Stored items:
● ● ● ●

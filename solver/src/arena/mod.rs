//! The arena model: obstacle + exploration grids, virtual-wall derivation,
//! and MDF serialization.

mod mdf;

use crate::geometry::{Point, ARENA_HEIGHT, ARENA_WIDTH};

/// The state of a single cell in the obstacle / planning grids.
#[derive(Debug, Clone, Copy, PartialEq, Eq)]
pub enum Cell {
    Free,
    Obstacle,
    VirtualWall,
}

/// Whether a cell has been covered by the robot's sensors yet.
#[derive(Debug, Clone, Copy, PartialEq, Eq)]
pub enum ExplorationState {
    Unexplored,
    Explored,
}

/// A flat, row-major grid over the fixed 20x15 arena.
#[derive(Debug, Clone)]
pub struct Grid<T> {
    cells: Vec<T>,
}

impl<T: Copy> Grid<T> {
    pub fn filled(value: T) -> Self {
        Self {
            cells: vec![value; ARENA_HEIGHT * ARENA_WIDTH],
        }
    }

    fn index(point: Point) -> usize {
        debug_assert!(point.is_within_range());
        point.row as usize * ARENA_WIDTH + point.col as usize
    }

    pub fn get(&self, point: Point) -> T {
        self.cells[Self::index(point)]
    }

    pub fn set(&mut self, point: Point, value: T) {
        let idx = Self::index(point);
        self.cells[idx] = value;
    }

    /// All points in the arena, row-major, top-to-bottom.
    pub fn iter_points() -> impl Iterator<Item = Point> {
        (0..ARENA_HEIGHT as i32).flat_map(|row| (0..ARENA_WIDTH as i32).map(move |col| Point::new(row, col)))
    }
}

/// All points in row-reversed, column-ascending scan order: the order the
/// MDF wire format encodes cells in.
pub(super) fn row_reversed_scan() -> impl Iterator<Item = Point> {
    (0..ARENA_HEIGHT as i32)
        .rev()
        .flat_map(|row| (0..ARENA_WIDTH as i32).map(move |col| Point::new(row, col)))
}

/// The mutable arena state owned by the orchestrator: the obstacle grid
/// (ground truth / sensed obstacles) and the exploration grid (coverage).
#[derive(Debug, Clone)]
pub struct Arena {
    obstacle: Grid<Cell>,
    exploration: Grid<ExplorationState>,
}

/// A fixed 20x15 obstacle layout used by `--generate`, row-major from the
/// top (row 0), 1 meaning Obstacle. Ported from the reference
/// implementation's canned arena used for bring-up testing without a
/// saved map file.
const SAMPLE_ARENA: [[u8; ARENA_WIDTH]; ARENA_HEIGHT] = [
    [0, 0, 0, 0, 0, 0, 0, 1, 0, 0, 0, 0, 0, 0, 0],
    [0, 0, 0, 0, 0, 0, 0, 0, 0, 0, 0, 0, 0, 0, 0],
    [0, 0, 0, 0, 0, 0, 0, 0, 0, 0, 0, 0, 0, 0, 0],
    [1, 0, 0, 0, 0, 0, 0, 0, 0, 0, 0, 0, 0, 0, 0],
    [1, 1, 1, 1, 0, 0, 0, 1, 0, 0, 0, 0, 0, 0, 0],
    [0, 0, 0, 0, 0, 0, 0, 1, 1, 1, 0, 0, 0, 0, 1],
    [0, 0, 0, 0, 0, 0, 0, 0, 0, 1, 0, 0, 0, 0, 1],
    [0, 0, 0, 0, 0, 0, 0, 0, 0, 1, 0, 0, 0, 0, 0],
    [0, 0, 0, 1, 0, 0, 0, 0, 0, 0, 0, 0, 0, 0, 0],
    [1, 1, 1, 1, 0, 0, 0, 0, 0, 0, 0, 0, 0, 0, 0],
    [0, 0, 0, 0, 0, 0, 0, 0, 0, 0, 0, 0, 0, 0, 0],
    [0, 0, 0, 0, 0, 0, 0, 0, 0, 0, 0, 0, 0, 0, 0],
    [0, 0, 0, 0, 0, 0, 0, 0, 0, 0, 0, 0, 0, 0, 1],
    [0, 0, 0, 0, 0, 0, 0, 0, 0, 0, 0, 0, 0, 0, 1],
    [0, 0, 0, 0, 1, 1, 1, 1, 1, 1, 0, 0, 0, 0, 1],
    [0, 0, 0, 0, 0, 0, 0, 0, 0, 0, 0, 0, 0, 1, 1],
    [0, 0, 0, 0, 0, 0, 0, 0, 0, 0, 0, 0, 0, 0, 0],
    [0, 0, 0, 0, 0, 0, 0, 0, 0, 0, 0, 0, 0, 0, 0],
    [0, 0, 0, 0, 0, 0, 0, 0, 0, 0, 0, 0, 0, 0, 0],
    [0, 0, 0, 0, 0, 0, 0, 0, 0, 0, 0, 0, 0, 0, 0],
];

impl Arena {
    pub fn new() -> Self {
        let mut arena = Self {
            obstacle: Grid::filled(Cell::Free),
            exploration: Grid::filled(ExplorationState::Unexplored),
        };
        arena.mark_start_and_goal_regions();
        arena
    }

    /// An arena pre-populated with the canned `--generate` obstacle
    /// layout, unexplored, per spec.md's map/obstacle invariants (start
    /// and goal regions stay Free and Explored regardless of the table).
    pub fn sample() -> Self {
        let mut arena = Self::new();
        for (row, cells) in SAMPLE_ARENA.iter().enumerate() {
            for (col, &value) in cells.iter().enumerate() {
                if value == 1 {
                    arena.mark_obstacle(Point::new(row as i32, col as i32));
                }
            }
        }
        arena
    }

    fn mark_start_and_goal_regions(&mut self) {
        for point in crate::geometry::START_REGION_ORIGIN
            .footprint_from_origin()
            .chain(crate::geometry::GOAL_REGION_ORIGIN.footprint_from_origin())
        {
            self.obstacle.set(point, Cell::Free);
            self.exploration.set(point, ExplorationState::Explored);
        }
    }

    pub fn obstacle_grid(&self) -> &Grid<Cell> {
        &self.obstacle
    }

    pub fn exploration_grid(&self) -> &Grid<ExplorationState> {
        &self.exploration
    }

    pub fn is_obstacle(&self, point: Point) -> bool {
        point.is_within_range() && matches!(self.obstacle.get(point), Cell::Obstacle)
    }

    pub fn is_explored(&self, point: Point) -> bool {
        point.is_within_range() && matches!(self.exploration.get(point), ExplorationState::Explored)
    }

    /// Marks a cell as an obstacle. The start/goal regions are never
    /// mutated to Obstacle, per the arena invariant.
    pub fn mark_obstacle(&mut self, point: Point) {
        if point.is_within_range() && !point.is_in_start_region() && !point.is_in_goal_region() {
            self.obstacle.set(point, Cell::Obstacle);
        }
    }

    pub fn mark_free(&mut self, point: Point) {
        if point.is_within_range() {
            self.obstacle.set(point, Cell::Free);
        }
    }

    pub fn mark_explored(&mut self, point: Point) {
        if point.is_within_range() {
            self.exploration.set(point, ExplorationState::Explored);
        }
    }

    pub fn mark_footprint_explored(&mut self, centre: Point) {
        for point in centre.footprint() {
            self.mark_explored(point);
        }
    }

    pub fn reset_exploration(&mut self) {
        self.obstacle = Grid::filled(Cell::Free);
        self.exploration = Grid::filled(ExplorationState::Unexplored);
        self.mark_start_and_goal_regions();
    }

    pub fn unexplored_count(&self) -> usize {
        Grid::<ExplorationState>::iter_points()
            .filter(|&point| matches!(self.exploration.get(point), ExplorationState::Unexplored))
            .count()
    }

    /// Writes VirtualWall into `target` for: ring cells that are not
    /// Obstacle, Free neighbours (8-connected) of every Obstacle, and (if
    /// `explored` is given) every cell Unexplored in `explored`.
    pub fn set_virtual_walls(&self, target: &mut Grid<Cell>, explored: Option<&Grid<ExplorationState>>) {
        for point in Grid::<Cell>::iter_points() {
            let is_ring = point.row == 0
                || point.row as usize == ARENA_HEIGHT - 1
                || point.col == 0
                || point.col as usize == ARENA_WIDTH - 1;
            if is_ring && !matches!(target.get(point), Cell::Obstacle) {
                target.set(point, Cell::VirtualWall);
            }
        }

        for point in Grid::<Cell>::iter_points() {
            if !matches!(target.get(point), Cell::Obstacle) {
                continue;
            }
            for dr in -1..=1 {
                for dc in -1..=1 {
                    if dr == 0 && dc == 0 {
                        continue;
                    }
                    let neighbour = point.offset(dr, dc);
                    if neighbour.is_within_range() && matches!(target.get(neighbour), Cell::Free) {
                        target.set(neighbour, Cell::VirtualWall);
                    }
                }
            }
        }

        if let Some(explored) = explored {
            for point in Grid::<Cell>::iter_points() {
                if matches!(explored.get(point), ExplorationState::Unexplored) {
                    target.set(point, Cell::VirtualWall);
                }
            }
        }
    }

    /// Produces a fresh virtual-walled copy of the obstacle grid for
    /// planning. `exploration_aware` treats Unexplored cells as
    /// VirtualWall, per spec.md §3's arena invariant.
    pub fn planning_grid(&self, exploration_aware: bool) -> Grid<Cell> {
        let mut target = self.obstacle.clone();
        let explored = exploration_aware.then_some(&self.exploration);
        self.set_virtual_walls(&mut target, explored);
        target
    }

    pub fn is_not_free(grid: &Grid<Cell>, point: Point) -> bool {
        matches!(grid.get(point), Cell::Obstacle | Cell::VirtualWall)
    }

    pub fn encode_mdf(&self) -> (String, String) {
        mdf::encode(&self.exploration, &self.obstacle)
    }

    pub fn decode_mdf(p1: &str, p2: &str) -> Result<Self, String> {
        let (exploration, obstacle) = mdf::decode(p1, p2)?;
        Ok(Self {
            obstacle,
            exploration,
        })
    }
}

impl Default for Arena {
    fn default() -> Self {
        Self::new()
    }
}

#[cfg(test)]
mod tests {
    use super::*;

    #[test]
    fn new_arena_marks_start_and_goal_explored_and_free() {
        let arena = Arena::new();
        assert!(arena.is_explored(crate::geometry::START_POINT));
        assert!(arena.is_explored(crate::geometry::GOAL_POINT));
        assert!(!arena.is_obstacle(crate::geometry::START_POINT));
        assert!(!arena.is_obstacle(crate::geometry::GOAL_POINT));
    }

    #[test]
    fn mark_obstacle_is_a_no_op_inside_protected_regions() {
        let mut arena = Arena::new();
        arena.mark_obstacle(crate::geometry::START_POINT);
        assert!(!arena.is_obstacle(crate::geometry::START_POINT));
    }

    #[test]
    fn virtual_walls_surround_every_obstacle() {
        let mut arena = Arena::new();
        arena.mark_obstacle(Point::new(10, 7));
        let grid = arena.planning_grid(false);

        for dr in -1..=1 {
            for dc in -1..=1 {
                if dr == 0 && dc == 0 {
                    continue;
                }
                let neighbour = Point::new(10, 7).offset(dr, dc);
                assert!(!matches!(grid.get(neighbour), Cell::Free));
            }
        }
    }

    #[test]
    fn ring_is_virtual_wall_unless_obstacle() {
        let arena = Arena::new();
        let grid = arena.planning_grid(false);
        assert!(matches!(grid.get(Point::new(0, 5)), Cell::VirtualWall));
        assert!(matches!(
            grid.get(Point::new(19, 5)),
            Cell::VirtualWall
        ));
    }

    #[test]
    fn exploration_aware_planning_treats_unexplored_as_wall() {
        let arena = Arena::new();
        let grid = arena.planning_grid(true);
        // A cell far from start/goal regions, never marked explored.
        assert!(Arena::is_not_free(&grid, Point::new(10, 7)));
    }

    #[test]
    fn sample_arena_marks_obstacles_and_keeps_regions_clear() {
        let arena = Arena::sample();
        assert!(arena.is_obstacle(Point::new(3, 0)));
        assert!(arena.is_obstacle(Point::new(14, 7)));
        assert!(!arena.is_obstacle(crate::geometry::START_POINT));
        assert!(!arena.is_obstacle(crate::geometry::GOAL_POINT));
    }

    #[test]
    fn reset_exploration_clears_both_grids() {
        let mut arena = Arena::new();
        arena.mark_obstacle(Point::new(5, 5));
        arena.mark_explored(Point::new(5, 5));
        arena.reset_exploration();
        assert!(!arena.is_obstacle(Point::new(5, 5)));
        assert!(!arena.is_explored(Point::new(5, 5)));
        assert!(arena.is_explored(crate::geometry::START_POINT));
    }
}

● ● ● ●

What is required: Lines holding the word "VirtualWall" are the answer; copy each one from the records above.

Exercise response:
    VirtualWall,
    /// Writes VirtualWall into `target` for: ring cells that are not
                target.set(point, Cell::VirtualWall);
                        target.set(neighbour, Cell::VirtualWall);
                    target.set(point, Cell::VirtualWall);
    /// VirtualWall, per spec.md §3's arena invariant.
        matches!(grid.get(point), Cell::Obstacle | Cell::VirtualWall)
        assert!(matches!(grid.get(Point::new(0, 5)), Cell::VirtualWall));
            Cell::VirtualWall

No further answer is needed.